▸ DIRECTIONS FOR THIS TASK
All of the entries are to be restated word for word.

▸ RECORDS SHOWN
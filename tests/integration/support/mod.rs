//! Synthesized class files, class directories and jars for integration tests

#![allow(dead_code)]

use std::collections::HashMap;
use std::fs::File;
use std::io::Write;
use std::path::{Path, PathBuf};
use zip::write::FileOptions;

pub const ACC_PUBLIC: u16 = 0x0001;
pub const ACC_PRIVATE: u16 = 0x0002;

/// Writes a minimal, valid class file
pub struct ClassWriter {
    name: String,
    super_name: String,
    interfaces: Vec<String>,
    class_refs: Vec<String>,
    methods: Vec<(u16, String, String)>,
}

impl ClassWriter {
    pub fn new(name: &str) -> Self {
        Self {
            name: name.to_string(),
            super_name: "java/lang/Object".to_string(),
            interfaces: Vec::new(),
            class_refs: Vec::new(),
            methods: Vec::new(),
        }
    }

    pub fn name(&self) -> &str {
        &self.name
    }

    pub fn extends(mut self, name: &str) -> Self {
        self.super_name = name.to_string();
        self
    }

    pub fn implements(mut self, name: &str) -> Self {
        self.interfaces.push(name.to_string());
        self
    }

    /// Code-level reference (a CONSTANT_Class entry)
    pub fn uses(mut self, name: &str) -> Self {
        self.class_refs.push(name.to_string());
        self
    }

    pub fn method(mut self, access: u16, name: &str, descriptor: &str) -> Self {
        self.methods.push((access, name.to_string(), descriptor.to_string()));
        self
    }

    pub fn build(&self) -> Vec<u8> {
        let mut pool = Pool::default();
        let this_class = pool.class(&self.name);
        let super_class = pool.class(&self.super_name);
        let interfaces: Vec<u16> = self.interfaces.iter().map(|i| pool.class(i)).collect();
        for name in &self.class_refs {
            pool.class(name);
        }
        let methods: Vec<(u16, u16, u16)> = self
            .methods
            .iter()
            .map(|(access, name, desc)| (*access, pool.utf8(name), pool.utf8(desc)))
            .collect();

        let mut out = Vec::new();
        out.extend_from_slice(&0xCAFE_BABEu32.to_be_bytes());
        out.extend_from_slice(&0u16.to_be_bytes());
        out.extend_from_slice(&52u16.to_be_bytes());
        out.extend_from_slice(&(pool.count + 1).to_be_bytes());
        out.extend_from_slice(&pool.bytes);
        out.extend_from_slice(&0x0021u16.to_be_bytes());
        out.extend_from_slice(&this_class.to_be_bytes());
        out.extend_from_slice(&super_class.to_be_bytes());
        out.extend_from_slice(&(interfaces.len() as u16).to_be_bytes());
        for interface in interfaces {
            out.extend_from_slice(&interface.to_be_bytes());
        }
        // no fields
        out.extend_from_slice(&0u16.to_be_bytes());
        out.extend_from_slice(&(methods.len() as u16).to_be_bytes());
        for (access, name, desc) in methods {
            out.extend_from_slice(&access.to_be_bytes());
            out.extend_from_slice(&name.to_be_bytes());
            out.extend_from_slice(&desc.to_be_bytes());
            out.extend_from_slice(&0u16.to_be_bytes());
        }
        // no class attributes
        out.extend_from_slice(&0u16.to_be_bytes());
        out
    }
}

#[derive(Default)]
struct Pool {
    bytes: Vec<u8>,
    count: u16,
    utf8s: HashMap<String, u16>,
    classes: HashMap<String, u16>,
}

impl Pool {
    fn utf8(&mut self, value: &str) -> u16 {
        if let Some(&index) = self.utf8s.get(value) {
            return index;
        }
        self.count += 1;
        self.bytes.push(1);
        self.bytes.extend_from_slice(&(value.len() as u16).to_be_bytes());
        self.bytes.extend_from_slice(value.as_bytes());
        self.utf8s.insert(value.to_string(), self.count);
        self.count
    }

    fn class(&mut self, name: &str) -> u16 {
        if let Some(&index) = self.classes.get(name) {
            return index;
        }
        let name_index = self.utf8(name);
        self.count += 1;
        self.bytes.push(7);
        self.bytes.extend_from_slice(&name_index.to_be_bytes());
        self.classes.insert(name.to_string(), self.count);
        self.count
    }
}

/// Write classes into a class directory, returning its path
pub fn write_class_dir(root: &Path, classes: &[ClassWriter]) -> PathBuf {
    std::fs::create_dir_all(root).unwrap();
    for class in classes {
        let path = root.join(format!("{}.class", class.name()));
        std::fs::create_dir_all(path.parent().unwrap()).unwrap();
        std::fs::write(path, class.build()).unwrap();
    }
    root.to_path_buf()
}

/// Write classes (and optionally raw entries) into a jar
pub fn write_jar(path: &Path, classes: &[ClassWriter], extra: &[(&str, &[u8])]) -> PathBuf {
    if let Some(parent) = path.parent() {
        std::fs::create_dir_all(parent).unwrap();
    }
    let file = File::create(path).unwrap();
    let mut writer = zip::ZipWriter::new(file);
    let options = FileOptions::default().compression_method(zip::CompressionMethod::Deflated);
    for class in classes {
        writer
            .start_file(format!("{}.class", class.name()), options)
            .unwrap();
        writer.write_all(&class.build()).unwrap();
    }
    for (name, bytes) in extra {
        writer.start_file(*name, options).unwrap();
        writer.write_all(bytes).unwrap();
    }
    writer.finish().unwrap();
    path.to_path_buf()
}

▸ ANSWER TO THE EXERCISE
filename tests/integration/support/mod.rs
//! Synthesized class files, class directories and jars for integration tests

#![allow(dead_code)]

use std::collections::HashMap;
use std::fs::File;
use std::io::Write;
use std::path::{Path, PathBuf};
use zip::write::FileOptions;

pub const ACC_PUBLIC: u16 = 0x0001;
pub const ACC_PRIVATE: u16 = 0x0002;

/// Writes a minimal, valid class file
pub struct ClassWriter {
    name: String,
    super_name: String,
    interfaces: Vec<String>,
    class_refs: Vec<String>,
    methods: Vec<(u16, String, String)>,
}

impl ClassWriter {
    pub fn new(name: &str) -> Self {
        Self {
            name: name.to_string(),
            super_name: "java/lang/Object".to_string(),
            interfaces: Vec::new(),
            class_refs: Vec::new(),
            methods: Vec::new(),
        }
    }

    pub fn name(&self) -> &str {
        &self.name
    }

    pub fn extends(mut self, name: &str) -> Self {
        self.super_name = name.to_string();
        self
    }

    pub fn implements(mut self, name: &str) -> Self {
        self.interfaces.push(name.to_string());
        self
    }

    /// Code-level reference (a CONSTANT_Class entry)
    pub fn uses(mut self, name: &str) -> Self {
        self.class_refs.push(name.to_string());
        self
    }

    pub fn method(mut self, access: u16, name: &str, descriptor: &str) -> Self {
        self.methods.push((access, name.to_string(), descriptor.to_string()));
        self
    }

    pub fn build(&self) -> Vec<u8> {
        let mut pool = Pool::default();
        let this_class = pool.class(&self.name);
        let super_class = pool.class(&self.super_name);
        let interfaces: Vec<u16> = self.interfaces.iter().map(|i| pool.class(i)).collect();
        for name in &self.class_refs {
            pool.class(name);
        }
        let methods: Vec<(u16, u16, u16)> = self
            .methods
            .iter()
            .map(|(access, name, desc)| (*access, pool.utf8(name), pool.utf8(desc)))
            .collect();

        let mut out = Vec::new();
        out.extend_from_slice(&0xCAFE_BABEu32.to_be_bytes());
        out.extend_from_slice(&0u16.to_be_bytes());
        out.extend_from_slice(&52u16.to_be_bytes());
        out.extend_from_slice(&(pool.count + 1).to_be_bytes());
        out.extend_from_slice(&pool.bytes);
        out.extend_from_slice(&0x0021u16.to_be_bytes());
        out.extend_from_slice(&this_class.to_be_bytes());
        out.extend_from_slice(&super_class.to_be_bytes());
        out.extend_from_slice(&(interfaces.len() as u16).to_be_bytes());
        for interface in interfaces {
            out.extend_from_slice(&interface.to_be_bytes());
        }
        // no fields
        out.extend_from_slice(&0u16.to_be_bytes());
        out.extend_from_slice(&(methods.len() as u16).to_be_bytes());
        for (access, name, desc) in methods {
            out.extend_from_slice(&access.to_be_bytes());
            out.extend_from_slice(&name.to_be_bytes());
            out.extend_from_slice(&desc.to_be_bytes());
            out.extend_from_slice(&0u16.to_be_bytes());
        }
        // no class attributes
        out.extend_from_slice(&0u16.to_be_bytes());
        out
    }
}

#[derive(Default)]
struct Pool {
    bytes: Vec<u8>,
    count: u16,
    utf8s: HashMap<String, u16>,
    classes: HashMap<String, u16>,
}

impl Pool {
    fn utf8(&mut self, value: &str) -> u16 {
        if let Some(&index) = self.utf8s.get(value) {
            return index;
        }
        self.count += 1;
        self.bytes.push(1);
        self.bytes.extend_from_slice(&(value.len() as u16).to_be_bytes());
        self.bytes.extend_from_slice(value.as_bytes());
        self.utf8s.insert(value.to_string(), self.count);
        self.count
    }

    fn class(&mut self, name: &str) -> u16 {
        if let Some(&index) = self.classes.get(name) {
            return index;
        }
        let name_index = self.utf8(name);
        self.count += 1;
        self.bytes.push(7);
        self.bytes.extend_from_slice(&name_index.to_be_bytes());
        self.classes.insert(name.to_string(), self.count);
        self.count
    }
}

/// Write classes into a class directory, returning its path
pub fn write_class_dir(root: &Path, classes: &[ClassWriter]) -> PathBuf {
    std::fs::create_dir_all(root).unwrap();
    for class in classes {
        let path = root.join(format!("{}.class", class.name()));
        std::fs::create_dir_all(path.parent().unwrap()).unwrap();
        std::fs::write(path, class.build()).unwrap();
    }
    root.to_path_buf()
}

/// Write classes (and optionally raw entries) into a jar
pub fn write_jar(path: &Path, classes: &[ClassWriter], extra: &[(&str, &[u8])]) -> PathBuf {
    if let Some(parent) = path.parent() {
        std::fs::create_dir_all(parent).unwrap();
    }
    let file = File::create(path).unwrap();
    let mut writer = zip::ZipWriter::new(file);
    let options = FileOptions::default().compression_method(zip::CompressionMethod::Deflated);
    for class in classes {
        writer
            .start_file(format!("{}.class", class.name()), options)
            .unwrap();
        writer.write_all(&class.build()).unwrap();
    }
    for (name, bytes) in extra {
        writer.start_file(*name, options).unwrap();
        writer.write_all(bytes).unwrap();
    }
    writer.finish().unwrap();
    path.to_path_buf()
}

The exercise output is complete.